# Password Manager Suggestions?



## kenny1 (Jan 9, 2009)

Hello, I've been using the free version of LastPass happily for a couple years now. A little while back, LastPass cut back it's free service to accommodate use on a single platform type only, so I'm using it on mobile devices but can't use on pc without purchasing the premium plan at $36 per year. 

Just looking for suggestions on a secure, trustworthy and also more affordable cross platform password manager? Ideally I'd like something that is either free or that has a single payment purchase option for lifetime usage so I'm not paying annually. Advice much appreciated!


----------



## SpywareDr (Jun 15, 2013)

Bruce Schneier's Password Safe


> *Password Safe*
> _The security of Twofish in a password database_
> 
> *Support*
> ...











PasswdSafe - Password Safe - Apps on Google Play


PasswdSafe is a port of Password Safe (http://pwsafe.org) to Android




play.google.com


----------



## sobeit (Nov 11, 2007)

I used the paid version of Lastpass since the beginning but changed to Bitwarden last year. It works very similar to lastpass so it will be easy to use. It is also completely free and you can import your lastpass passwords into it.


----------



## Stancestans (Apr 26, 2009)

I too moved to Bitwarden. Couldn't be happier.


----------



## kenny1 (Jan 9, 2009)

Thanks for that, Bitwarden here I come…


----------



## Kenny55 (Aug 3, 2010)

kenny1 said:


> Hello, I've been using the free version of LastPass happily for a couple years now. A little while back, LastPass cut back it's free service to accommodate use on a single platform type only, so I'm using it on mobile devices but can't use on pc without purchasing the premium plan at $36 per year.
> 
> Just looking for suggestions on a secure, trustworthy and also more affordable cross platform password manager? Ideally I'd like something that is either free or that has a single payment purchase option for lifetime usage so I'm not paying annually. Advice much appreciated!
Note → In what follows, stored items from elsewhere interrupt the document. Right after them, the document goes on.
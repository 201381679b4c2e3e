// Copyright (c) 2025 Jonathan Fontanez
// SPDX-License-Identifier: BUSL-1.1

use thiserror::Error;

#[derive(Error, Debug)]
pub enum StreamError {
    /// The requested node type is not available in the node catalog, or the
    /// node name is already taken.
    #[error("Node creation failed for '{node_type}': {reason}")]
    Creation { node_type: String, reason: String },

    /// A link could not be made (port already linked, unknown port,
    /// non-member node, incompatible media kinds).
    #[error("Link {from} -> {to} failed: {reason}")]
    Link {
        from: String,
        to: String,
        reason: String,
    },

    #[error("Node not found: {0}")]
    NodeNotFound(String),

    #[error("Invalid state transition: {0}")]
    InvalidState(String),

    #[error("Invalid caps '{0}'")]
    InvalidCaps(String),

    #[error("Invalid configuration: {0}")]
    Configuration(String),

    #[error("Runtime error: {0}")]
    Runtime(String),

    #[error("IO error: {0}")]
    Io(#[from] std::io::Error),

    #[error(transparent)]
    Other(#[from] anyhow::Error),
}

impl StreamError {
    pub(crate) fn link(
        from: impl Into<String>,
        to: impl Into<String>,
        reason: impl Into<String>,
    ) -> Self {
        Self::Link {
            from: from.into(),
            to: to.into(),
            reason: reason.into(),
        }
    }

    pub(crate) fn creation(node_type: impl Into<String>, reason: impl Into<String>) -> Self {
        Self::Creation {
            node_type: node_type.into(),
            reason: reason.into(),
        }
    }

    /// True for the failures that abort startup but stay local to a branch
    /// once the pipeline is running.
    pub fn is_topology_error(&self) -> bool {
        matches!(self, Self::Creation { .. } | Self::Link { .. })
    }
}

pub type Result<T> = std::result::Result<T, StreamError>;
I use Bitwarden and enpass, both have free releases.


----------



## johnwill (Sep 26, 2002)

sobeit said:


> I used the paid version of Lastpass since the beginning but changed to Bitwarden last year. It works very similar to lastpass so it will be easy to use. It is also completely free and you can import your lastpass passwords into it.
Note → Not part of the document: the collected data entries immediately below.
// Copyright (c) 2025 Jonathan Fontanez
// SPDX-License-Identifier: BUSL-1.1

use super::spec::NodeSpec;
use crate::core::error::{Result, StreamError};

/// Ordered node chain instantiated once per discovered stream.
///
/// The last node is the network sink; each instance gets its own relay
/// port `base_port + index` on `host`.
#[derive(Debug, Clone, PartialEq, Eq)]
pub struct BranchTemplate {
    nodes: Vec<NodeSpec>,
    base_port: u16,
    host: String,
}

impl BranchTemplate {
    pub fn new(nodes: Vec<NodeSpec>, base_port: u16, host: impl Into<String>) -> Result<Self> {
        if nodes.is_empty() {
            return Err(StreamError::Configuration(
                "branch template needs at least one node".into(),
            ));
        }
        Ok(Self {
            nodes,
            base_port,
            host: host.into(),
        })
    }

    pub fn nodes(&self) -> &[NodeSpec] {
        &self.nodes
    }

    /// Number of nodes one branch adds to the graph.
    pub fn len(&self) -> usize {
        self.nodes.len()
    }

    pub fn is_empty(&self) -> bool {
        self.nodes.is_empty()
    }

    pub fn base_port(&self) -> u16 {
        self.base_port
    }

    pub fn host(&self) -> &str {
        &self.host
    }

    /// Relay port for stream `index`.
    pub fn relay_port(&self, index: u32) -> Result<u16> {
        u16::try_from(index)
            .ok()
            .and_then(|i| self.base_port.checked_add(i))
            .ok_or_else(|| {
                StreamError::Configuration(format!(
                    "relay port {} + {} exceeds 65535",
                    self.base_port, index
                ))
            })
    }

    /// Concrete node specs for stream `index`: every name gets an `_{index}`
    /// suffix and the sink is pointed at the stream's relay port.
    pub fn instantiate(&self, index: u32) -> Result<Vec<NodeSpec>> {
        let port = self.relay_port(index)?;
        let last = self.nodes.len() - 1;

        Ok(self
            .nodes
            .iter()
            .enumerate()
            .map(|(pos, spec)| {
                let mut spec = spec.clone();
                spec.name = Some(format!("{}_{}", spec.label(), index));
                if pos == last {
                    spec = spec
                        .with_option("host", self.host.as_str())
                        .with_option("port", port);
                }
                spec
            })
            .collect())
    }
}

#[cfg(test)]
mod tests {
    use super::*;

    fn template(base: u16) -> BranchTemplate {
        BranchTemplate::new(
            vec![
                NodeSpec::new("queue", "queue"),
                NodeSpec::anonymous("udpsink").with_option("sync", true),
            ],
            base,
            "127.0.0.1",
        )
        .unwrap()
    }

    #[test]
    fn test_instantiate_suffixes_names_and_sets_port() {
        let specs = template(5400).instantiate(3).unwrap();
        assert_eq!(specs[0].name.as_deref(), Some("queue_3"));
        assert_eq!(specs[1].name.as_deref(), Some("udpsink_3"));
        let opts = &specs[1].options;
        assert_eq!(opts.get("port").and_then(|v| v.as_u64()), Some(5403));
        assert_eq!(opts.get("host").and_then(|v| v.as_str()), Some("127.0.0.1"));
        assert_eq!(opts.get("sync").and_then(|v| v.as_bool()), Some(true));
    }

    #[test]
    fn test_port_overflow_is_configuration_error() {
        let t = template(65530);
        assert_eq!(t.relay_port(5).unwrap(), 65535);
        assert!(matches!(t.instantiate(6), Err(StreamError::Configuration(_))));
        assert!(t.relay_port(u32::MAX).is_err());
    }

    #[test]
    fn test_empty_template_rejected() {
        assert!(BranchTemplate::new(Vec::new(), 5400, "127.0.0.1").is_err());
    }
}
How is the forms filling with Bitwarden? Several years ago I tried a number of alternatives to LastPass, but none did as good a job with the forms filling.


----------



## sobeit (Nov 11, 2007)

johnwill said:


> How is the forms filling with Bitwarden? Several years ago I tried a number of alternatives to LastPass, but none did as good a job with the forms filling.


sorry, I do not use the form filling feature. I only use it for passwords and auto fill them which works great. The only thing I noticed it does better than lastpass is when it requires two screens to log in, with user name and password on separate pages. Never could get sites like cnet to work with Lastpass.


----------



## Stancestans (Apr 26, 2009)

johnwill said:


> How is the forms filling with Bitwarden? Several years ago I tried a number of alternatives to LastPass, but none did as good a job with the forms filling.
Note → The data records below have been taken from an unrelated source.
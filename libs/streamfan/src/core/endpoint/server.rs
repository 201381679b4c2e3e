// Copyright (c) 2025 Jonathan Fontanez
// SPDX-License-Identifier: BUSL-1.1

//! Minimal RTSP responder and UDP relay sockets for the mount table.
//!
//! The server answers `OPTIONS` and `DESCRIBE` for mounted paths and keeps
//! one UDP socket per mount. A relay counts as active once a datagram has
//! arrived on its port.

use std::collections::BTreeMap;
use std::net::{IpAddr, SocketAddr};
use std::sync::Arc;
use std::sync::atomic::{AtomicU64, Ordering};

use tokio::io::{AsyncBufRead, AsyncBufReadExt, AsyncReadExt, AsyncWriteExt, BufReader};
use tokio::net::{TcpListener, TcpStream, UdpSocket};
use tokio::sync::watch;
use tokio::task::{JoinHandle, JoinSet};

use super::mounts::{MountEntry, MountPoints};
use crate::core::error::{Result, StreamError};

/// Largest datagram a relay accepts.
const MAX_DATAGRAM: usize = 65_536;

/// Upper bound on one request head, request line and headers together.
const MAX_REQUEST_BYTES: usize = 8 * 1024;

#[derive(Debug, Clone, Copy, PartialEq, Eq)]
pub enum RelayStatus {
    /// Listening, nothing received yet.
    Waiting,
    Active { packets: u64 },
}

pub struct StreamServer;

impl StreamServer {
    /// Bind the RTSP listener on `bind` and one UDP relay per mount on
    /// `relay_ip`, then serve in the background of the current runtime.
    pub async fn attach(
        mounts: MountPoints,
        bind: SocketAddr,
        relay_ip: IpAddr,
    ) -> Result<ServerHandle> {
        let listener = TcpListener::bind(bind).await.map_err(|e| {
            StreamError::Other(anyhow::anyhow!("Failed to bind to {}: {}", bind, e))
        })?;
        let local_addr = listener.local_addr()?;
        let (shutdown_tx, shutdown_rx) = watch::channel(false);

        let mut relays = BTreeMap::new();
        let mut tasks = Vec::with_capacity(mounts.len() + 1);
        for entry in mounts.entries() {
            let addr = SocketAddr::new(relay_ip, entry.relay_port);
            let socket = UdpSocket::bind(addr).await.map_err(|e| {
                StreamError::Other(anyhow::anyhow!(
                    "Failed to bind relay {} on {}: {}",
                    entry.path,
                    addr,
                    e
                ))
            })?;
            let packets = Arc::new(AtomicU64::new(0));
            relays.insert(entry.path.clone(), Arc::clone(&packets));
            tasks.push(tokio::spawn(relay_loop(
                entry.path.clone(),
                socket,
                packets,
                shutdown_rx.clone(),
            )));
        }

        let mounts = Arc::new(mounts);
        tasks.push(tokio::spawn(accept_loop(
            listener,
            Arc::clone(&mounts),
            local_addr.ip().to_string(),
            shutdown_rx,
        )));

        tracing::info!(
            "[StreamServer] Listening on rtsp://{} with {} mounts",
            local_addr,
            mounts.len()
        );

        Ok(ServerHandle {
            local_addr,
            relays,
            shutdown_tx,
            tasks,
        })
    }
}

/// Running server. Dropping the handle also stops the background tasks;
/// [`shutdown`](Self::shutdown) additionally waits for them.
pub struct ServerHandle {
    local_addr: SocketAddr,
    relays: BTreeMap<String, Arc<AtomicU64>>,
    shutdown_tx: watch::Sender<bool>,
    tasks: Vec<JoinHandle<()>>,
}

impl ServerHandle {
    pub fn local_addr(&self) -> SocketAddr {
        self.local_addr
    }

    pub fn relay_status(&self, path: &str) -> Option<RelayStatus> {
        let packets = self.relays.get(path)?.load(Ordering::Acquire);
        Some(if packets == 0 {
            RelayStatus::Waiting
        } else {
            RelayStatus::Active { packets }
        })
    }

    pub fn active_relays(&self) -> usize {
        self.relays
            .values()
            .filter(|p| p.load(Ordering::Acquire) > 0)
            .count()
    }

    pub async fn shutdown(self) {
        let _ = self.shutdown_tx.send(true);
        for task in self.tasks {
            let _ = task.await;
        }
        tracing::info!("[StreamServer] Stopped");
    }
}

async fn relay_loop(
    path: String,
    socket: UdpSocket,
    packets: Arc<AtomicU64>,
    mut shutdown: watch::Receiver<bool>,
) {
    let mut buf = vec![0u8; MAX_DATAGRAM];
    loop {
        tokio::select! {
            received = socket.recv_from(&mut buf) => match received {
                Ok((_, from)) => {
                    if packets.fetch_add(1, Ordering::AcqRel) == 0 {
                        tracing::info!(
                            "[StreamServer] Relay {} active (first packet from {})",
                            path,
                            from
                        );
                    }
                }
                Err(e) => tracing::debug!("[StreamServer] Relay {} receive error: {}", path, e),
            },
            _ = shutdown.changed() => break,
        }
    }
}

async fn accept_loop(
    listener: TcpListener,
    mounts: Arc<MountPoints>,
    host: String,
    mut shutdown: watch::Receiver<bool>,
) {
    let mut clients = JoinSet::new();
    loop {
        tokio::select! {
            accepted = listener.accept() => match accepted {
                Ok((stream, peer)) => {
                    tracing::debug!("[StreamServer] Client {}", peer);
                    let mounts = Arc::clone(&mounts);
                    let host = host.clone();
                    clients.spawn(async move {
                        if let Err(e) = serve_client(stream, mounts, host).await {
                            tracing::debug!("[StreamServer] Client {} dropped: {}", peer, e);
                        }
                    });
                }
                Err(e) => tracing::warn!("[StreamServer] Accept failed: {}", e),
            },
            Some(_) = clients.join_next(), if !clients.is_empty() => {}
            _ = shutdown.changed() => break,
        }
    }

    if !clients.is_empty() {
        tracing::debug!("[StreamServer] Closing {} client connections", clients.len());
    }
    clients.shutdown().await;
}

/// One parsed request head.
#[derive(Debug, PartialEq, Eq)]
struct Request {
    method: String,
    url: String,
    cseq: Option<String>,
}

/// Path part of an `rtsp://host:port/path` URL, without query or trailing `/`.
fn request_path(url: &str) -> &str {
    let without_scheme = url.strip_prefix("rtsp://").unwrap_or(url);
    let path = match without_scheme.find('/') {
        Some(i) if url.starts_with("rtsp://") => &without_scheme[i..],
        Some(_) => without_scheme,
        None => "/",
    };
    let path = path.split('?').next().unwrap_or(path);
    if path.len() > 1 {
        path.trim_end_matches('/')
    } else {
        path
    }
}

fn response(status: &str, cseq: Option<&str>, headers: &[(&str, String)], body: &str) -> String {
    let mut out = format!("RTSP/1.0 {}\r\n", status);
    if let Some(cseq) = cseq {
        out.push_str(&format!("CSeq: {}\r\n", cseq));
    }
    for (name, value) in headers {
        out.push_str(&format!("{}: {}\r\n", name, value));
    }
    if !body.is_empty() {
        out.push_str(&format!("Content-Length: {}\r\n", body.len()));
    }
    out.push_str("\r\n");
    out.push_str(body);
    out
}

fn handle_request(request: &Request, mounts: &MountPoints, host: &str) -> String {
    let cseq = request.cseq.as_deref();
    match request.method.as_str() {
        "OPTIONS" => response(
            "200 OK",
            cseq,
            &[("Public", "OPTIONS, DESCRIBE".to_string())],
            "",
        ),
        "DESCRIBE" => {
            let path = request_path(&request.url);
            match mounts.get(path) {
                Some(MountEntry { relay, .. }) => response(
                    "200 OK",
                    cseq,
                    &[
                        ("Content-Type", "application/sdp".to_string()),
                        ("Content-Base", format!("{}/", request.url.trim_end_matches('/'))),
                    ],
                    &relay.sdp(host, path),
                ),
                None => response("404 Not Found", cseq, &[], ""),
            }
        }
        _ => response("501 Not Implemented", cseq, &[], ""),
    }
}

enum HeadLine {
    Text(String),
    Eof,
    TooLong,
}

/// Read one line, charging it against the request's remaining `budget`.
async fn read_head_line<R: AsyncBufRead + Unpin>(
    reader: &mut R,
    budget: &mut usize,
) -> std::io::Result<HeadLine> {
    let mut line = String::new();
    let limit = u64::try_from(*budget).unwrap_or(u64::MAX);
    let n = (&mut *reader).take(limit).read_line(&mut line).await?;
    if n == 0 {
        return Ok(if *budget == 0 {
            HeadLine::TooLong
        } else {
            HeadLine::Eof
        });
    }

    *budget = budget.saturating_sub(n);
    if *budget == 0 && !line.ends_with('\n') {
        return Ok(HeadLine::TooLong);
    }
    Ok(HeadLine::Text(line))
}

async fn serve_client(stream: TcpStream, mounts: Arc<MountPoints>, host: String) -> Result<()> {
    let (read, mut write) = stream.into_split();
    let mut reader = BufReader::new(read);

    loop {
        let mut budget = MAX_REQUEST_BYTES;
        let line = match read_head_line(&mut reader, &mut budget).await? {
            HeadLine::Text(line) => line,
            HeadLine::Eof => return Ok(()),
            HeadLine::TooLong => break,
        };
        let line = line.trim();
        if line.is_empty() {
            continue;
        }

        let mut parts = line.split_whitespace();
        let (Some(method), Some(url)) = (parts.next(), parts.next()) else {
            write
                .write_all(response("400 Bad Request", None, &[], "").as_bytes())
                .await?;
            continue;
        };
        let mut request = Request {
            method: method.to_ascii_uppercase(),
            url: url.to_string(),
            cseq: None,
        };

        let mut oversized = false;
        loop {
            let header = match read_head_line(&mut reader, &mut budget).await? {
                HeadLine::Text(header) => header,
                HeadLine::Eof => return Ok(()),
                HeadLine::TooLong => {
                    oversized = true;
                    break;
                }
            };
            let header = header.trim();
            if header.is_empty() {
                break;
            }
            if let Some((name, value)) = header.split_once(':') {
                if name.trim().eq_ignore_ascii_case("cseq") {
                    request.cseq = Some(value.trim().to_string());
                }
            }
        }
        if oversized {
            break;
        }

        tracing::debug!("[StreamServer] {} {}", request.method, request.url);
        let reply = handle_request(&request, &mounts, &host);
        write.write_all(reply.as_bytes()).await?;
    }

    // Request head over the limit: answer once and close.
    tracing::debug!(
        "[StreamServer] Request head exceeds {} bytes, closing",
        MAX_REQUEST_BYTES
    );
    write
        .write_all(response("400 Bad Request", None, &[], "").as_bytes())
        .await?;
    write.shutdown().await?;
    Ok(())
}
I too do not use its form filling feature, but I just gave it a test run using the sample forms offered here 300+ Signup Forms | Jotform and it did just fine. You could always give it a test run on your forms of choice, because it ultimately comes down to how the web form is built.


----------



## kenny1 (Jan 9, 2009)

Well I’ve been using Bitwarden for about three weeks now. There were a few wrinkles to iron out but overall Bitwarden looks to be a good fit.

So I will consider this thread answered and Bitwarden the winner.

One other thing, it’s crossed my mind it might be nice to have one good application to handle passwords, bookmarks, address book, And keep it all organized in one location and synced all devices. Thoughts?


----------



## SpywareDr (Jun 15, 2013)

Thought 1) Yep, keeping all of your important stuff concentrated together like that it makes it so much easier for you . . . and thieves/hackers.


----------



## kenny1 (Jan 9, 2009)

SpywareDr said:


> Thought 1) Yep, keeping all of your important stuff concentrated together like that it makes it so much easier for you . . . and thieves/hackers.


Hmmm I wouldn’t have thought thieves or hackers would have much interest in my bookmarks or address book. But yes, it would only be for my convenience. With bookmarks, because I tend to use a number of different browsers it’s hard to keep my bookmarks organized and synced.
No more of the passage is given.